Senior Department of Homeland Security (DHS) officials debated whether they should pressure award-winning reporter Rolling Stone reporter Michael Hastings to "pull down" a report he published on the magazine's web site about the agency's role in monitoring Occupy Wall Street (OWS), claiming it was riddled with "inaccuracies," according to hundreds of pages of internal DHS emails related to OWS Truthout obtained under a Freedom of Information Act (FOIA) request we filed last October.

But it wasn't Hastings' February 28 report that was incorrect. Rather, it was an unauthorized five-page internal report prepared last October by DHS employees, who acted "outside the scope of their authority" and violated "privacy standards," according to the emails, about the potential threat posed by OWS that was flawed. The internal report strongly suggested DHS had been mining social media, such as OWS's Twitter feeds, for intelligence on the protest movement.
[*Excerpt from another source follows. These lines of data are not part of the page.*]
//! Story-to-report-tree conversion.
//!
//! [`ReportTreeBuilder`] walks a story once, top to bottom, and emits the
//! report tree without running anything. A scenario either expands into one
//! suite per example row or lists its given stories and steps directly; the
//! choice is made before any child is emitted. Every label goes through one
//! [`LabelUniquifier`] owned by the builder, so labels stay distinct across
//! the whole session and not just among siblings.

use miette::Diagnostic;
use thiserror::Error;
use tracing::{debug, warn};

use crate::hooks::HookRegistry;
use crate::keywords::{Keywords, StepType};
use crate::label::{LabelUniquifier, first_line};
use crate::model::{Scenario, Story, render_row, story_file_name};
use crate::steps::{LifecycleStep, OwnerId, ScenarioType, Stage, StepCandidate, StepProvider, find_match};

use super::{SuiteNode, TestNode};

/// Label of the leaf representing a before-story hook.
pub const BEFORE_STORY_STEP_NAME: &str = "@BeforeStory";
/// Label of the leaf representing an after-story hook.
pub const AFTER_STORY_STEP_NAME: &str = "@AfterStory";
/// Label of the leaf representing a before-scenario hook.
pub const BEFORE_SCENARIO_STEP_NAME: &str = "@BeforeScenario";
/// Label of the leaf representing an after-scenario hook.
pub const AFTER_SCENARIO_STEP_NAME: &str = "@AfterScenario";
/// Prefix of steps with no implementation.
pub const PENDING_PREFIX: &str = "[PENDING] ";
/// Deepest composite nesting that is expanded.
pub const MAX_COMPOSITE_DEPTH: usize = 32;

/// Something the builder left out of the tree.
#[derive(Debug, Clone, PartialEq, Eq, Error, Diagnostic)]
pub enum BuildWarning {
    /// An unmatched step whose starting word is not a known keyword.
    #[error("step {step:?} omitted from the report: no starting keyword recognised")]
    #[diagnostic(code(storytree::report::unclassified_step), severity(Warning))]
    UnclassifiedStep {
        /// The omitted step text.
        step: String,
    },
    /// A composite nested too deeply to expand.
    #[error("composite step {step:?} not expanded beyond depth {depth}")]
    #[diagnostic(code(storytree::report::composite_too_deep), severity(Warning))]
    CompositeTooDeep {
        /// The composite step text.
        step: String,
        /// Nesting depth at which expansion stopped.
        depth: usize,
    },
}

enum Resolution {
    Composite(Vec<String>),
    Implemented(OwnerId),
    Unmatched,
}

/// Builds report trees for stories and scenarios.
///
/// One builder carries its label table, leaf counter and warnings across
/// every call. Use one builder per run; it is not meant to be shared between
/// threads.
///
/// # Examples
///
/// ```
/// use storytree::keywords::{Keywords, StepType};
/// use storytree::model::{Scenario, Story};
/// use storytree::report::ReportTreeBuilder;
/// use storytree::steps::{StepCandidate, StepProvider};
///
/// # fn main() -> Result<(), Box<dyn std::error::Error>> {
/// let provider = StepProvider::new()
///     .with_candidate(StepCandidate::new(StepType::Given, "a user", "LoginSteps")?);
/// let story = Story::new("Login").with_scenario(
///     Scenario::new("Valid credentials").with_steps(["Given a user", "Then it works"]),
/// );
///
/// let mut builder = ReportTreeBuilder::new(&[provider], Keywords::default());
/// let tree = builder.build_story(&story);
/// assert_eq!(tree.label, "Login");
/// assert_eq!(builder.leaf_count(), 2);
/// # Ok(()) }
/// ```
#[derive(Debug)]
pub struct ReportTreeBuilder {
    keywords: Keywords,
    candidates: Vec<StepCandidate>,
    hooks: HookRegistry,
    labels: LabelUniquifier,
    test_cases: usize,
    warnings: Vec<BuildWarning>,
}

impl ReportTreeBuilder {
    /// Collect candidates and hooks from `providers`, in provider order.
    #[must_use]
    pub fn new(providers: &[StepProvider], keywords: Keywords) -> Self {
        let candidates = providers
            .iter()
            .flat_map(|p| p.candidates.iter().cloned())
            .collect::<Vec<_>>();
        let hooks = HookRegistry::from_providers(providers);
        debug!(
            providers = providers.len(),
            candidates = candidates.len(),
            "collected step candidates"
        );
        Self {
            keywords,
            candidates,
            hooks,
            labels: LabelUniquifier::new(),
            test_cases: 0,
            warnings: Vec::new(),
        }
    }

    /// Leaves emitted so far across all calls on this builder.
    #[must_use]
    pub const fn leaf_count(&self) -> usize {
        self.test_cases
    }

    /// Steps left out of the trees built so far.
    #[must_use]
    pub fn warnings(&self) -> &[BuildWarning] {
        &self.warnings
    }

    /// Build the tree for a whole story, story hooks included.
    pub fn build_story(&mut self, story: &Story) -> SuiteNode {
        debug!(story = %story.name, scenarios = story.scenarios.len(), "building story");
        let mut node = SuiteNode::new(self.labels.make_unique(&story.name));
        self.add_story_hook(Stage::Before, &mut node, BEFORE_STORY_STEP_NAME);
        for scenario in &story.scenarios {
            let child = self.build_scenario(scenario);
            node.push(child);
        }
        self.add_story_hook(Stage::After, &mut node, AFTER_STORY_STEP_NAME);
        node
    }

    /// Build the tree for one scenario.
    pub fn build_scenario(&mut self, scenario: &Scenario) -> SuiteNode {
        let title = self.labels.make_unique(&scenario.title);
        let mut node = SuiteNode::new(prefixed(self.keywords.scenario(), &title));
        if scenario.expands_examples() {
            debug!(
                scenario = %scenario.title,
                rows = scenario.examples.len(),
                "expanding example rows"
            );
            for row in scenario.examples.rows() {
                let rendered = prefixed(self.keywords.examples_table_row(), &render_row(row));
                let mut row_node = SuiteNode::new(self.labels.make_unique(&rendered));
                self.add_given_stories(scenario, &mut row_node);
                self.add_scenario_steps(ScenarioType::Example, scenario, &mut row_node);
                node.push(row_node);
            }
        } else {
            self.add_given_stories(scenario, &mut node);
            self.add_scenario_steps(ScenarioType::Normal, scenario, &mut node);
        }
        node
    }

    fn add_given_stories(&mut self, scenario: &Scenario, parent: &mut SuiteNode) {
        for path in &scenario.given_stories.paths {
            let label = self.labels.make_unique(story_file_name(path));
            parent.push(SuiteNode::new(label));
            self.test_cases += 1;
        }
    }

    fn add_scenario_steps(
        &mut self,
        scenario_type: ScenarioType,
        scenario: &Scenario,
        parent: &mut SuiteNode,
    ) {
        self.add_scenario_hook(scenario_type, Stage::Before, parent, BEFORE_SCENARIO_STEP_NAME);
        self.add_steps(parent, &scenario.steps, None, 0);
        self.add_scenario_hook(scenario_type, Stage::After, parent, AFTER_SCENARIO_STEP_NAME);
    }

    fn add_story_hook(&mut self, stage: Stage, parent: &mut SuiteNode, name: &str) {
        if let Some(hook) = self.hooks.story_hook(stage) {
            parent.push(hook_leaf(&mut self.labels, hook, name));
            self.test_cases += 1;
        }
    }

    fn add_scenario_hook(
        &mut self,
        scenario_type: ScenarioType,
        stage: Stage,
        parent: &mut SuiteNode,
        name: &str,
    ) {
        if let Some(hook) = self.hooks.scenario_hook(scenario_type, stage) {
            parent.push(hook_leaf(&mut self.labels, hook, name));
            self.test_cases += 1;
        }
    }

    /// Emit `steps` under `parent`, threading the preceding non-`And` type.
    ///
    /// Returns the type carried past the last step. A composite's sub-steps
    /// continue the carry, and whatever they leave behind applies to the next
    /// step of the enclosing sequence.
    fn add_steps(
        &mut self,
        parent: &mut SuiteNode,
        steps: &[String],
        mut preceding: Option<StepType>,
        depth: usize,
    ) -> Option<StepType> {
        for step in steps {
            let (resolution, next) =
                match find_match(&self.candidates, step, preceding, &self.keywords) {
                    Some(found) if found.candidate.is_composite() => (
                        Resolution::Composite(found.candidate.composed_steps().to_vec()),
                        found.preceding,
                    ),
                    Some(found) => (
                        Resolution::Implemented(found.candidate.owner().clone()),
                        found.preceding,
                    ),
                    None => (Resolution::Unmatched, preceding),
                };
            preceding = next;
            let one_line = first_line(step);
            match resolution {
                Resolution::Composite(composed) => {
                    let mut node = SuiteNode::new(self.labels.make_unique(one_line));
                    if depth < MAX_COMPOSITE_DEPTH {
                        preceding = self.add_steps(&mut node, &composed, preceding, depth + 1);
                    } else {
                        warn!(step = %one_line, depth, "composite nesting too deep; not expanded");
                        self.warnings.push(BuildWarning::CompositeTooDeep {
                            step: step.clone(),
                            depth,
                        });
                    }
                    parent.push(node);
                }
                Resolution::Implemented(owner) => {
                    let label = self.labels.make_unique(one_line);
                    parent.push(TestNode::new(label).with_owner(owner));
                    self.test_cases += 1;
                }
                Resolution::Unmatched => self.add_unmatched_step(parent, step),
            }
        }
        preceding
    }

    fn add_unmatched_step(&mut self, parent: &mut SuiteNode, step: &str) {
        let one_line = first_line(step);
        match self.keywords.step_type_for(step) {
            Ok(StepType::Ignorable) => {
                parent.push(SuiteNode::new(self.labels.make_unique(one_line)));
                self.test_cases += 1;
            }
            Ok(_) => {
                let label = self.labels.make_unique(&format!("{PENDING_PREFIX}{one_line}"));
                debug!(step = %one_line, "no matching candidate; reporting as pending");
                parent.push(TestNode::new(label));
                self.test_cases += 1;
            }
            Err(err) => {
                warn!(error = %err, "step omitted from report");
                self.warnings.push(BuildWarning::UnclassifiedStep {
                    step: step.to_owned(),
                });
            }
        }
    }
}

fn hook_leaf(labels: &mut LabelUniquifier, hook: &LifecycleStep, name: &str) -> TestNode {
    TestNode::new(labels.make_unique(name))
        .with_owner(hook.owner.clone())
        .with_annotations(hook.annotations.clone())
}

fn prefixed(keyword: &str, text: &str) -> String {
    if keyword.is_empty() {
        text.to_owned()
    } else {
        format!("{keyword} {text}")
    }
}

#[cfg(test)]
mod tests {
    use super::*;
    use crate::report::ReportNode;
    use rstest::rstest;

    fn builder_with(candidates: Vec<StepCandidate>) -> ReportTreeBuilder {
        let provider = StepProvider {
            candidates,
            ..StepProvider::default()
        };
        ReportTreeBuilder::new(&[provider], Keywords::default())
    }

    #[rstest]
    fn composite_inherits_outer_preceding_type() {
        let composite = StepCandidate::new(StepType::Given, "a logged in user", "Login")
            .expect("candidate")
            .with_composed_steps(["And an account"]);
        let account = StepCandidate::new(StepType::Given, "an account", "Accounts")
            .expect("candidate");
        let mut builder = builder_with(vec![composite, account]);

        let node = builder.build_scenario(
            &Scenario::new("s").with_steps(["Given a logged in user"]),
        );

        let composite_node = node.child("Given a logged in user").expect("composite");
        let inner = composite_node.children().first().and_then(ReportNode::as_test);
        assert_eq!(
            inner.and_then(|t| t.owner.as_ref()).map(OwnerId::as_str),
            Some("Accounts")
        );
        assert_eq!(builder.leaf_count(), 1);
    }

    #[rstest]
    fn inner_composite_steps_carry_into_outer_sequence() {
        let composite = StepCandidate::new(StepType::When, "they check out", "Cart")
            .expect("candidate")
            .with_composed_steps(["Then the basket empties"]);
        let then = StepCandidate::new(StepType::Then, "the basket empties", "Cart")
            .expect("candidate");
        let and_when = StepCandidate::new(StepType::When, "they pay", "Pay").expect("candidate");
        let mut builder = builder_with(vec![composite, then, and_when]);

        let node = builder.build_scenario(
            &Scenario::new("s").with_steps(["When they check out", "And they pay"]),
        );

        assert_eq!(
            node.child_labels(),
            ["When they check out", "[PENDING] And they pay"]
        );
    }

    #[rstest]
    fn self_composing_step_stops_at_depth_limit() {
        let looping = StepCandidate::new(StepType::Given, "forever", "Loop")
            .expect("candidate")
            .with_composed_steps(["Given forever"]);
        let mut builder = builder_with(vec![looping]);

        let node = builder.build_scenario(&Scenario::new("s").with_steps(["Given forever"]));

        assert_eq!(builder.leaf_count(), 0);
        assert_eq!(
            builder.warnings(),
            [BuildWarning::CompositeTooDeep {
                step: "Given forever".into(),
                depth: MAX_COMPOSITE_DEPTH,
            }]
        );
        let mut depth = 0;
        let mut current = node.children.first();
        while let Some(child) = current {
            depth += 1;
            current = child.children().first();
        }
        assert_eq!(depth, MAX_COMPOSITE_DEPTH + 1);
    }

    #[rstest]
    #[case("", "t", "t")]
    #[case("Scenario:", "t", "Scenario: t")]
    fn prefixed_skips_empty_keyword(#[case] keyword: &str, #[case] text: &str, #[case] expected: &str) {
        assert_eq!(prefixed(keyword, text), expected);
    }
}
That document, which Hastings had accurately represented in his story, formed the basis for his Rolling Stone story. It was found in more than 5 million hacked emails from private intelligence firm Stratfor that Wikileaks released earlier this year. Hastings obtained the internal report from WikiLeaks, which entered into an investigative partnership with Rolling Stone.

It was Hastings' characterization of the internal report that struck a nerve with top officials at DHS, who spent two days discussing how they should publicly respond to it, according to the heavily redacted emails.